Abortion in Montana is legal. The number of abortion clinics in Montana has fluctuated over the years, with twenty in 1982, twelve in 1992, eight providers of which seven were clinics in 2011, and five clinics in 2014.  There were four clinics from 2015 to February 2018 when All Families Healthcare clinic in Whitefish reopened. There were 1,690 legal abortions in 2014, and 1,611 in 2015.

History

Legislative history 
In 1997, the Montana Legislature passed a law that said only physicians could perform abortions. After a lawsuit, they changed the law to allow nurse practitioners to perform abortions.

As of 2017, California, Oregon, Montana, Vermont, and New Hampshire allow qualified non-physician health professionals, such as physicians' assistants, nurse practitioners, and certified nurse midwives, to do first-trimester aspiration abortions and to prescribe drugs for medical abortions. As of May 1, 2018, there were no major legal restrictions on abortions.
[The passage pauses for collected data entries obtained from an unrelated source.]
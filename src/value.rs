use std::fmt;

use serde::{Deserialize, Serialize};

use crate::marker::{ElementType, TYPE_END};
use crate::object_id::ObjectId;

/// Identity of a referenced document. Only identities with a total equality
/// can key the reference cache; documents using other scalar kinds as a
/// reference id are rejected at decode time.
#[derive(Clone, Debug, PartialEq, Eq, Hash, PartialOrd, Ord, Serialize, Deserialize)]
pub enum RefId {
    ObjectId(ObjectId),
    String(String),
    Int(i64),
}

impl RefId {
    /// The identity a decoded value can serve as, if any.
    pub fn from_value(value: &Value) -> Option<RefId> {
        match value {
            Value::ObjectId(id) => Some(RefId::ObjectId(*id)),
            Value::String(s) => Some(RefId::String(s.clone())),
            Value::Int32(v) => Some(RefId::Int(*v as i64)),
            Value::Int64(v) => Some(RefId::Int(*v)),
            _ => None,
        }
    }
}

impl fmt::Display for RefId {
    fn fmt(&self, f: &mut fmt::Formatter) -> fmt::Result {
        match self {
            RefId::ObjectId(id) => write!(f, "{}", id),
            RefId::String(s) => f.write_str(s),
            RefId::Int(v) => write!(f, "{}", v),
        }
    }
}

impl From<ObjectId> for RefId {
    fn from(id: ObjectId) -> Self {
        RefId::ObjectId(id)
    }
}

impl From<&str> for RefId {
    fn from(s: &str) -> Self {
        RefId::String(s.to_string())
    }
}

impl From<i64> for RefId {
    fn from(v: i64) -> Self {
        RefId::Int(v)
    }
}

/// Pointer-by-identifier to a document stored separately, possibly in a
/// different origin store. On the wire this is an embedded document of the
/// shape `{ "$ref": <collection>, "$id": <id>, "$db": <origin>? }`.
#[derive(Clone, Debug, PartialEq, Eq, Hash, Serialize, Deserialize)]
pub struct DocumentRef {
    pub collection: String,
    pub id: RefId,
    pub origin: Option<String>,
}

impl DocumentRef {
    pub fn new(collection: impl Into<String>, id: impl Into<RefId>) -> Self {
        DocumentRef {
            collection: collection.into(),
            id: id.into(),
            origin: None,
        }
    }

    pub fn with_origin(mut self, origin: impl Into<String>) -> Self {
        self.origin = Some(origin.into());
        self
    }
}

/// Owned document value tree. Documents keep their on-wire field order.
#[derive(Clone, Debug, PartialEq)]
pub enum Value {
    Double(f64),
    String(String),
    Document(Vec<(String, Value)>),
    Array(Vec<Value>),
    Binary { subtype: u8, bytes: Vec<u8> },
    ObjectId(ObjectId),
    Bool(bool),
    DateTime(i64),
    Null,
    Regex { pattern: String, options: String },
    JavaScript(String),
    JavaScriptWithScope { code: String, scope: Vec<(String, Value)> },
    Symbol(String),
    Int32(i32),
    Timestamp { time: u32, increment: u32 },
    Int64(i64),
    MinKey,
    MaxKey,
    Reference(DocumentRef),
}

impl Value {
    /// Field lookup on a `Document` value; `None` for other kinds.
    pub fn get(&self, field: &str) -> Option<&Value> {
        match self {
            Value::Document(fields) => {
                fields.iter().find(|(n, _)| n == field).map(|(_, v)| v)
            }
            _ => None,
        }
    }

    pub fn as_str(&self) -> Option<&str> {
        match self {
            Value::String(s) => Some(s),
            _ => None,
        }
    }

    pub fn as_array(&self) -> Option<&[Value]> {
        match self {
            Value::Array(v) => Some(v),
            _ => None,
        }
    }
}

impl From<&str> for Value {
    fn from(v: &str) -> Self {
        Value::String(v.to_string())
    }
}

impl From<String> for Value {
    fn from(v: String) -> Self {
        Value::String(v)
    }
}

impl From<i32> for Value {
    fn from(v: i32) -> Self {
        Value::Int32(v)
    }
}

impl From<i64> for Value {
    fn from(v: i64) -> Self {
        Value::Int64(v)
    }
}

impl From<f64> for Value {
    fn from(v: f64) -> Self {
        Value::Double(v)
    }
}

impl From<bool> for Value {
    fn from(v: bool) -> Self {
        Value::Bool(v)
    }
}

impl From<ObjectId> for Value {
    fn from(v: ObjectId) -> Self {
        Value::ObjectId(v)
    }
}

impl From<DocumentRef> for Value {
    fn from(v: DocumentRef) -> Self {
        Value::Reference(v)
    }
}

/// Serialize an ordered field list as one wire document.
pub fn encode_document(fields: &[(String, Value)]) -> Vec<u8> {
    let mut buf = Vec::new();
    write_document(&mut buf, fields);
    buf
}

fn write_document(buf: &mut Vec<u8>, fields: &[(String, Value)]) {
    let start = buf.len();
    buf.extend_from_slice(&[0; 4]);
    for (name, value) in fields {
        write_element(buf, name, value);
    }
    buf.push(TYPE_END);
    patch_len(buf, start);
}

fn patch_len(buf: &mut [u8], start: usize) {
    let len = (buf.len() - start) as i32;
    buf[start..start + 4].copy_from_slice(&len.to_le_bytes());
}

fn write_cstring(buf: &mut Vec<u8>, s: &str) {
    buf.extend_from_slice(s.as_bytes());
    buf.push(0);
}

fn write_string(buf: &mut Vec<u8>, s: &str) {
    buf.extend_from_slice(&((s.len() + 1) as i32).to_le_bytes());
    buf.extend_from_slice(s.as_bytes());
    buf.push(0);
}

fn write_element(buf: &mut Vec<u8>, name: &str, value: &Value) {
    let tag = |v: &Value| -> ElementType {
        match v {
            Value::Double(_) => ElementType::Double,
            Value::String(_) => ElementType::String,
            Value::Document(_) | Value::Reference(_) => ElementType::Document,
            Value::Array(_) => ElementType::Array,
            Value::Binary { .. } => ElementType::Binary,
            Value::ObjectId(_) => ElementType::ObjectId,
            Value::Bool(_) => ElementType::Bool,
            Value::DateTime(_) => ElementType::DateTime,
            Value::Null => ElementType::Null,
            Value::Regex { .. } => ElementType::Regex,
            Value::JavaScript(_) => ElementType::JavaScript,
            Value::JavaScriptWithScope { .. } => ElementType::JavaScriptWithScope,
            Value::Symbol(_) => ElementType::Symbol,
            Value::Int32(_) => ElementType::Int32,
            Value::Timestamp { .. } => ElementType::Timestamp,
            Value::Int64(_) => ElementType::Int64,
            Value::MinKey => ElementType::MinKey,
            Value::MaxKey => ElementType::MaxKey,
        }
    };
    buf.push(tag(value).into_u8());
    write_cstring(buf, name);
    match value {
        Value::Double(v) => buf.extend_from_slice(&v.to_le_bytes()),
        Value::String(v) => write_string(buf, v),
        Value::Document(fields) => write_document(buf, fields),
        Value::Array(items) => {
            let start = buf.len();
            buf.extend_from_slice(&[0; 4]);
            for (i, item) in items.iter().enumerate() {
                write_element(buf, &i.to_string(), item);
            }
            buf.push(TYPE_END);
            patch_len(buf, start);
        }
        Value::Binary { subtype, bytes } => {
            buf.extend_from_slice(&(bytes.len() as i32).to_le_bytes());
            buf.push(*subtype);
            buf.extend_from_slice(bytes);
        }
        Value::ObjectId(id) => buf.extend_from_slice(id.as_bytes()),
        Value::Bool(v) => buf.push(*v as u8),
        Value::DateTime(v) => buf.extend_from_slice(&v.to_le_bytes()),
        Value::Null | Value::MinKey | Value::MaxKey => (),
        Value::Regex { pattern, options } => {
            write_cstring(buf, pattern);
            write_cstring(buf, options);
        }
        Value::JavaScript(code) => write_string(buf, code),
        Value::JavaScriptWithScope { code, scope } => {
            let start = buf.len();
            buf.extend_from_slice(&[0; 4]);
            write_string(buf, code);
            write_document(buf, scope);
            patch_len(buf, start);
        }
        Value::Symbol(v) => write_string(buf, v),
        Value::Int32(v) => buf.extend_from_slice(&v.to_le_bytes()),
        Value::Timestamp { time, increment } => {
            buf.extend_from_slice(&increment.to_le_bytes());
            buf.extend_from_slice(&time.to_le_bytes());
        }
        Value::Int64(v) => buf.extend_from_slice(&v.to_le_bytes()),
        Value::Reference(dref) => {
            let mut fields = vec![
                ("$ref".to_string(), Value::String(dref.collection.clone())),
                (
                    "$id".to_string(),
                    match &dref.id {
                        RefId::ObjectId(id) => Value::ObjectId(*id),
                        RefId::String(s) => Value::String(s.clone()),
                        RefId::Int(v) => Value::Int64(*v),
                    },
                ),
            ];
            if let Some(origin) = &dref.origin {
                fields.push(("$db".to_string(), Value::String(origin.clone())));
            }
            write_document(buf, &fields);
        }
    }
}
As of May 14, 2019, the Montana Legislature prohibited abortions after the fetus was viable, generally some point between week 24 and 28. This period uses a standard defined by the Supreme Court of the United States in 1973 with the Roe v. Wade ruling. In 2018, advanced practice clinicians were legally allowed to provide abortion services.  This group included  physician assistants, certified nurse midwives, and advanced practice nurses.

In November 2022, Montana voters rejected a measure that would have given embryos and fetuses legal personhood status.

Judicial history 
The Supreme Court of the United States' decision in 1973's Roe v. Wade ruling meant the state could no longer regulate abortion in the first trimester. However, the Supreme Court overturned Roe v. Wade in Dobbs v. Jackson Women's Health Organization,  later in 2022.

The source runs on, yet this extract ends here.